Pistolita was a nominee for Best Alternative Album at San Diego Music Awards. The ceremony was held on September 18, 2006.

History 
Conor Meads and Cory Stier were childhood friends and next door neighbors. Although Meads was three years older, the two were inseparable. Justin Shannon (guitar) and Alex Kuhse (bass) knew Meads and Stier from high school, and in the wake of their graduation, the four friends decided to put their musical talents together and start Pistolita.
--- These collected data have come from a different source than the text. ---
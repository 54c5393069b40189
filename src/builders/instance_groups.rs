//! Per-instance-group boot configuration, launch templates and autoscaling
//! groups.

use serde::Serialize;

use super::bootstrap_channel::{BOOTSTRAP_CHANNEL_LOCATION, BootstrapChannelBuilder};
use super::{NetworkingBuilder, TaskBuilder};
use crate::api::{Cluster, InstanceGroup, InstanceGroupRole};
use crate::error::KcupError;
use crate::graph::{Task, TaskGraph, TaskRef, TaskSpec};

pub struct InstanceGroupBuilder<'a> {
    cluster: &'a Cluster,
    groups: &'a [InstanceGroup],
}

/// Boot configuration read by the node agent.
#[derive(Serialize)]
#[serde(rename_all = "camelCase")]
struct NodeupConfig<'a> {
    cluster_name: &'a str,
    instance_group: &'a str,
    role: InstanceGroupRole,
    #[serde(skip_serializing_if = "Option::is_none")]
    kubernetes_version: Option<&'a str>,
    #[serde(skip_serializing_if = "Option::is_none")]
    networking: Option<String>,
    #[serde(skip_serializing_if = "Option::is_none")]
    docker_storage: Option<&'a str>,
    #[serde(skip_serializing_if = "Option::is_none")]
    docker_log_driver: Option<&'a str>,
    #[serde(skip_serializing_if = "Vec::is_empty")]
    channels: Vec<&'a str>,
}

impl<'a> InstanceGroupBuilder<'a> {
    pub fn new(cluster: &'a Cluster, groups: &'a [InstanceGroup]) -> Self {
        Self { cluster, groups }
    }

    fn nodeup_task(&self, group: &InstanceGroup) -> Result<Task, KcupError> {
        let docker = self.cluster.spec.docker.as_ref();
        let config = NodeupConfig {
            cluster_name: self.cluster.name(),
            instance_group: group.name(),
            role: group.spec.role,
            kubernetes_version: self.cluster.spec.kubernetes_version.as_deref(),
            networking: self.cluster.networking_mode().map(|m| m.to_string()),
            docker_storage: docker.and_then(|d| d.storage.as_deref()),
            docker_log_driver: docker.and_then(|d| d.log_driver.as_deref()),
            channels: if group.is_master() {
                vec![BOOTSTRAP_CHANNEL_LOCATION]
            } else {
                Vec::new()
            },
        };
        let contents = serde_yaml::to_string(&config).map_err(|e| {
            KcupError::persistence(format!("encoding nodeup config for {}", group.name()), e)
        })?;

        let role = group.spec.role.to_string().to_lowercase();
        Ok(Task::new(
            nodeup_task_name(self.cluster, group),
            self.name(),
            TaskSpec::ManagedFile {
                location: format!("igconfig/{role}/{}/nodeup.yaml", group.name()),
                contents,
            },
        ))
    }

    fn launch_template_task(&self, group: &InstanceGroup) -> Task {
        let mut files = vec![TaskRef::new(nodeup_task_name(self.cluster, group))];
        if let Some(networking) = NetworkingBuilder::task_name(self.cluster) {
            files.push(TaskRef::new(networking));
        }
        if group.is_master() {
            files.push(TaskRef::new(BootstrapChannelBuilder::task_name(self.cluster)));
        }

        Task::new(
            launch_template_task_name(self.cluster, group),
            self.name(),
            TaskSpec::LaunchTemplate {
                image: group.spec.image.clone().unwrap_or_default(),
                machine_type: group.spec.machine_type.clone().unwrap_or_default(),
                role: group.spec.role,
                files,
            },
        )
    }

    fn autoscaling_group_task(&self, group: &InstanceGroup) -> Task {
        let min_size = group.spec.min_size.unwrap_or(1);
        Task::new(
            autoscaling_group_task_name(self.cluster, group),
            self.name(),
            TaskSpec::AutoscalingGroup {
                launch_template: TaskRef::new(launch_template_task_name(self.cluster, group)),
                min_size,
                max_size: group.spec.max_size.unwrap_or(min_size),
                zones: group.spec.zones.clone(),
            },
        )
    }
}

pub fn nodeup_task_name(cluster: &Cluster, group: &InstanceGroup) -> String {
    format!("{}-nodeup-{}", cluster.name(), group.name())
}

pub fn launch_template_task_name(cluster: &Cluster, group: &InstanceGroup) -> String {
    format!("{}.{}-template", group.name(), cluster.name())
}

pub fn autoscaling_group_task_name(cluster: &Cluster, group: &InstanceGroup) -> String {
    format!("{}.{}", group.name(), cluster.name())
}

impl TaskBuilder for InstanceGroupBuilder<'_> {
    fn name(&self) -> &'static str {
        "instance-groups"
    }

    fn build_tasks(&self, graph: &mut TaskGraph) -> Result<(), KcupError> {
        for group in self.groups {
            graph.add(self.nodeup_task(group)?)?;
            graph.add(self.launch_template_task(group))?;
            graph.add(self.autoscaling_group_task(group))?;
        }
        Ok(())
    }
}
//! Cluster, instance group, channel and addon resource types.
//!
//! These are the documents kept in the state store and published in
//! channels. All of them are plain serde structs so they round-trip through
//! YAML without custom code.

pub mod addons;
pub mod channel;
pub mod cluster;
pub mod instancegroup;
pub mod populate;
pub mod validation;

use std::collections::BTreeMap;

use serde::{Deserialize, Serialize};

pub use channel::{Channel, ChannelImageSpec, ChannelSpec};
pub use cluster::{
    ClassicNetworkingSpec, Cluster, ClusterSpec, DockerConfig, KubenetNetworkingSpec,
    NetworkingMode, NetworkingSpec, VxlanNetworkingSpec,
};
pub use instancegroup::{InstanceGroup, InstanceGroupRole, InstanceGroupSpec};

/// Metadata shared by every stored resource.
#[derive(Debug, Clone, Default, PartialEq, Eq, Serialize, Deserialize)]
pub struct ObjectMeta {
    #[serde(default)]
    pub name: String,

    #[serde(default, skip_serializing_if = "BTreeMap::is_empty")]
    pub annotations: BTreeMap<String, String>,
}

impl ObjectMeta {
    pub fn named(name: impl Into<String>) -> Self {
        Self {
            name: name.into(),
            annotations: BTreeMap::new(),
        }
    }
}

/// One document of a multi-document resource file, dispatched on `kind`.
#[derive(Debug, Clone, PartialEq, Eq, Serialize, Deserialize)]
#[serde(tag = "kind")]
pub enum Document {
    Cluster(Cluster),
    InstanceGroup(InstanceGroup),
}

/// Parse a YAML stream of `Cluster` and `InstanceGroup` documents.
///
/// Empty documents (e.g. a trailing `---`) are skipped.
pub fn parse_documents(input: &str) -> Result<Vec<Document>, serde_yaml::Error> {
    let mut documents = Vec::new();
    for de in serde_yaml::Deserializer::from_str(input) {
        let value = serde_yaml::Value::deserialize(de)?;
        if value.is_null() {
            continue;
        }
        documents.push(serde_yaml::from_value(value)?);
    }
    Ok(documents)
}

#[cfg(test)]
mod tests {
    use super::*;

    #[test]
    fn test_parse_documents_mixed_kinds() {
        let input = r"
kind: Cluster
metadata:
  name: demo.example.com
spec:
  cloudProvider: aws
  kubernetesVersion: 1.4.0
---
kind: InstanceGroup
metadata:
  name: nodes
spec:
  role: Node
  image: ami-123
---
";
        let docs = parse_documents(input).unwrap();
        assert_eq!(docs.len(), 2);
        match &docs[0] {
            Document::Cluster(c) => {
                assert_eq!(c.metadata.name, "demo.example.com");
                assert_eq!(c.spec.kubernetes_version.as_deref(), Some("1.4.0"));
            }
            other => panic!("expected Cluster, got {other:?}"),
        }
        assert!(matches!(&docs[1], Document::InstanceGroup(ig) if ig.metadata.name == "nodes"));
    }

    #[test]
    fn test_parse_documents_unknown_kind() {
        let input = "kind: Secret\nmetadata:\n  name: x\n";
        assert!(parse_documents(input).is_err());
    }

    #[test]
    fn test_object_meta_omits_empty_annotations() {
        let yaml = serde_yaml::to_string(&ObjectMeta::named("demo")).unwrap();
        assert_eq!(yaml, "name: demo\n");
    }
}
//! Deep validation of a populated cluster and its instance groups.

use std::collections::BTreeSet;

use ipnet::IpNet;

use super::{Cluster, InstanceGroup};
use crate::cloud::CloudProviderId;
use crate::error::KcupError;

/// Validate the completed cluster spec together with its instance groups.
///
/// All problems are collected and returned in one `Validation` error. With
/// `strict`, fields that population never fills (images, config base) must
/// be present too.
pub fn validate_cluster(
    cluster: &Cluster,
    groups: &[InstanceGroup],
    strict: bool,
) -> Result<(), KcupError> {
    let mut problems = Vec::new();
    let spec = &cluster.spec;

    if let Err(problem) = validate_name(cluster.name()) {
        problems.push(format!("metadata.name: {problem}"));
    }

    match spec.kubernetes_version.as_deref() {
        None | Some("") => problems.push("spec.kubernetesVersion is required".to_string()),
        Some(version) => {
            if semver::Version::parse(version.trim_start_matches('v')).is_err() {
                problems.push(format!(
                    "spec.kubernetesVersion {version:?} is not a valid version"
                ));
            }
        }
    }

    match spec.cloud_provider.as_deref() {
        None | Some("") => problems.push("spec.cloudProvider is required".to_string()),
        Some(provider) => {
            if provider.parse::<CloudProviderId>().is_err() {
                problems.push(format!("spec.cloudProvider {provider:?} is not supported"));
            }
        }
    }

    match &spec.networking {
        None => problems.push("spec.networking is required".to_string()),
        Some(networking) => {
            let modes = networking.modes();
            if modes.len() != 1 {
                let names: Vec<String> = modes.iter().map(ToString::to_string).collect();
                problems.push(format!(
                    "spec.networking must configure exactly one mode, found [{}]",
                    names.join(", ")
                ));
            }
        }
    }

    for (field, value) in [
        ("spec.networkCIDR", &spec.network_cidr),
        ("spec.serviceClusterIPRange", &spec.service_cluster_ip_range),
    ] {
        if let Some(cidr) = value
            && cidr.parse::<IpNet>().is_err()
        {
            problems.push(format!("{field} {cidr:?} is not a valid CIDR"));
        }
    }

    if let Some(storage) = spec.docker.as_ref().and_then(|d| d.storage.as_deref())
        && storage.trim().is_empty()
    {
        problems.push("spec.docker.storage must not be empty when set".to_string());
    }

    if strict && spec.config_base.as_deref().is_none_or(str::is_empty) {
        problems.push("spec.configBase is required".to_string());
    }

    validate_instance_groups(groups, strict, &mut problems);

    if problems.is_empty() {
        Ok(())
    } else {
        Err(KcupError::Validation(problems))
    }
}

fn validate_instance_groups(groups: &[InstanceGroup], strict: bool, problems: &mut Vec<String>) {
    let mut seen = BTreeSet::new();
    for group in groups {
        let name = group.name();
        if name.is_empty() {
            problems.push("instance group with empty name".to_string());
            continue;
        }
        if !seen.insert(name) {
            problems.push(format!("instance group {name:?} is defined more than once"));
        }
        if let Err(problem) = validate_name(name) {
            problems.push(format!("instance group {name:?}: {problem}"));
        }
        if strict && group.spec.image.as_deref().is_none_or(str::is_empty) {
            problems.push(format!("instance group {name:?} has no image"));
        }
        if let (Some(min), Some(max)) = (group.spec.min_size, group.spec.max_size)
            && min > max
        {
            problems.push(format!(
                "instance group {name:?} minSize {min} exceeds maxSize {max}"
            ));
        }
    }

    if !groups.iter().any(InstanceGroup::is_master) {
        problems.push("must have at least one Master instance group".to_string());
    }
}

/// Names are DNS-like: lowercase alphanumerics, `-` and `.`.
fn validate_name(name: &str) -> Result<(), String> {
    if name.is_empty() {
        return Err("name is required".to_string());
    }
    let valid_chars = name
        .chars()
        .all(|c| c.is_ascii_lowercase() || c.is_ascii_digit() || c == '-' || c == '.');
    if !valid_chars {
        return Err(format!("{name:?} must contain only lowercase letters, digits, '-' and '.'"));
    }
    let edges_ok = name
        .chars()
        .next()
        .zip(name.chars().last())
        .is_some_and(|(first, last)| first.is_ascii_alphanumeric() && last.is_ascii_alphanumeric());
    if !edges_ok {
        return Err(format!("{name:?} must start and end with an alphanumeric character"));
    }
    Ok(())
}

#[cfg(test)]
mod tests {
    use super::*;
    use crate::api::{
        ClassicNetworkingSpec, DockerConfig, InstanceGroupRole, NetworkingSpec, ObjectMeta,
    };

    fn valid_cluster() -> Cluster {
        let mut cluster = Cluster {
            metadata: ObjectMeta::named("demo.example.com"),
            ..Cluster::default()
        };
        cluster.spec.cloud_provider = Some("aws".to_string());
        cluster.spec.kubernetes_version = Some("1.4.0".to_string());
        cluster.spec.config_base = Some("/state/demo.example.com".to_string());
        cluster.spec.network_cidr = Some("172.20.0.0/16".to_string());
        cluster.spec.networking = Some(NetworkingSpec::kubenet());
        cluster
    }

    fn group(name: &str, role: InstanceGroupRole) -> InstanceGroup {
        let mut group = InstanceGroup {
            metadata: ObjectMeta::named(name),
            ..InstanceGroup::default()
        };
        group.spec.role = role;
        group.spec.image = Some("ami-1".to_string());
        group
    }

    fn valid_groups() -> Vec<InstanceGroup> {
        vec![
            group("master-a", InstanceGroupRole::Master),
            group("nodes", InstanceGroupRole::Node),
        ]
    }

    fn problems(result: Result<(), KcupError>) -> Vec<String> {
        match result {
            Err(KcupError::Validation(problems)) => problems,
            other => panic!("expected validation error, got {other:?}"),
        }
    }

    #[test]
    fn test_valid_cluster_passes() {
        assert!(validate_cluster(&valid_cluster(), &valid_groups(), true).is_ok());
    }

    #[test]
    fn test_collects_all_problems() {
        let mut cluster = valid_cluster();
        cluster.spec.kubernetes_version = Some("one.four".to_string());
        cluster.spec.cloud_provider = Some("azure".to_string());
        cluster.spec.network_cidr = Some("172.20.0.0/40".to_string());

        let found = problems(validate_cluster(&cluster, &valid_groups(), true));
        assert_eq!(found.len(), 3, "{found:?}");
    }

    #[test]
    fn test_version_with_v_prefix_accepted() {
        let mut cluster = valid_cluster();
        cluster.spec.kubernetes_version = Some("v1.4.6".to_string());
        assert!(validate_cluster(&cluster, &valid_groups(), true).is_ok());
    }

    #[test]
    fn test_multiple_networking_modes_rejected() {
        let mut cluster = valid_cluster();
        cluster.spec.networking.as_mut().unwrap().classic = Some(ClassicNetworkingSpec {});
        let found = problems(validate_cluster(&cluster, &valid_groups(), true));
        assert!(found[0].contains("[classic, kubenet]"), "{found:?}");
    }

    #[test]
    fn test_empty_storage_driver_rejected() {
        let mut cluster = valid_cluster();
        cluster.spec.docker = Some(DockerConfig {
            storage: Some(String::new()),
            ..DockerConfig::default()
        });
        assert!(validate_cluster(&cluster, &valid_groups(), true).is_err());
    }

    #[test]
    fn test_strict_requires_images() {
        let mut groups = valid_groups();
        groups[1].spec.image = None;
        assert!(validate_cluster(&valid_cluster(), &groups, false).is_ok());
        let found = problems(validate_cluster(&valid_cluster(), &groups, true));
        assert_eq!(found, vec!["instance group \"nodes\" has no image".to_string()]);
    }

    #[test]
    fn test_duplicate_and_missing_master() {
        let groups = vec![
            group("nodes", InstanceGroupRole::Node),
            group("nodes", InstanceGroupRole::Node),
        ];
        let found = problems(validate_cluster(&valid_cluster(), &groups, true));
        assert!(found.iter().any(|p| p.contains("more than once")));
        assert!(found.iter().any(|p| p.contains("Master")));
    }

    #[test]
    fn test_min_exceeds_max() {
        let mut groups = valid_groups();
        groups[1].spec.min_size = Some(3);
        groups[1].spec.max_size = Some(2);
        let found = problems(validate_cluster(&valid_cluster(), &groups, true));
        assert!(found[0].contains("minSize 3 exceeds maxSize 2"));
    }

    #[test]
    fn test_validate_name() {
        assert!(validate_name("demo.example.com").is_ok());
        assert!(validate_name("Demo").is_err());
        assert!(validate_name("-demo").is_err());
        assert!(validate_name("").is_err());
    }

    #[test]
    fn test_cidr_ranges() {
        for cidr in ["100.64.0.0/13", "fd00:10:96::/108"] {
            let mut cluster = valid_cluster();
            cluster.spec.service_cluster_ip_range = Some(cidr.to_string());
            assert!(
                validate_cluster(&cluster, &valid_groups(), true).is_ok(),
                "{cidr} should be accepted"
            );
        }

        for cidr in ["100.64.0.0", "100.64.0/13", "100.64.0.0/33", "fd00::/129"] {
            let mut cluster = valid_cluster();
            cluster.spec.service_cluster_ip_range = Some(cidr.to_string());
            let found = problems(validate_cluster(&cluster, &valid_groups(), true));
            assert_eq!(
                found,
                vec![format!(
                    "spec.serviceClusterIPRange {cidr:?} is not a valid CIDR"
                )]
            );
        }
    }
}
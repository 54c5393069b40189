//! Channel documents published for clusters to track.

use std::collections::BTreeMap;

use serde::{Deserialize, Serialize};

use super::{ClusterSpec, ObjectMeta};

pub const CHANNEL_KIND: &str = "Channel";

/// Image label naming the cloud provider an image is built for.
pub const LABEL_CLOUD_PROVIDER: &str = "k8s.io/cloudprovider";

#[derive(Debug, Clone, Default, PartialEq, Serialize, Deserialize)]
pub struct Channel {
    #[serde(default)]
    pub kind: String,

    #[serde(default)]
    pub metadata: ObjectMeta,

    #[serde(default)]
    pub spec: ChannelSpec,
}

#[derive(Debug, Clone, Default, PartialEq, Serialize, Deserialize)]
#[serde(default)]
pub struct ChannelSpec {
    /// Recommended cluster settings. Missing means "no recommendation".
    #[serde(skip_serializing_if = "Option::is_none")]
    pub cluster: Option<ClusterSpec>,

    #[serde(skip_serializing_if = "Vec::is_empty")]
    pub images: Vec<ChannelImageSpec>,

    /// Opaque per-provider documents, keyed by provider id.
    #[serde(skip_serializing_if = "BTreeMap::is_empty")]
    pub extensions: BTreeMap<String, serde_yaml::Value>,
}

#[derive(Debug, Clone, Default, PartialEq, Eq, Serialize, Deserialize)]
#[serde(default)]
pub struct ChannelImageSpec {
    pub name: String,

    #[serde(skip_serializing_if = "BTreeMap::is_empty")]
    pub labels: BTreeMap<String, String>,
}

impl Channel {
    /// Recommended cluster settings, treating a missing block as empty.
    pub fn cluster_spec(&self) -> ClusterSpec {
        self.spec.cluster.clone().unwrap_or_default()
    }

    /// Images labelled for `provider`, in document order.
    pub fn images_for_provider(&self, provider: &str) -> Vec<&ChannelImageSpec> {
        self.spec
            .images
            .iter()
            .filter(|image| {
                image
                    .labels
                    .get(LABEL_CLOUD_PROVIDER)
                    .is_some_and(|p| p == provider)
            })
            .collect()
    }
}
The band was primarily influenced by Fugazi, At the Drive-In, Hot Water Music and Hot Snakes. 

Conor Meads followed up "Oliver Under The Moon" with 2009 "The Paper Boy (EP)".

Pistolita was the first signing on Montalban Hotel Records, a label run by booking agent Andrew Ellis, as a subsidiary of East West Records and Warner Music Group.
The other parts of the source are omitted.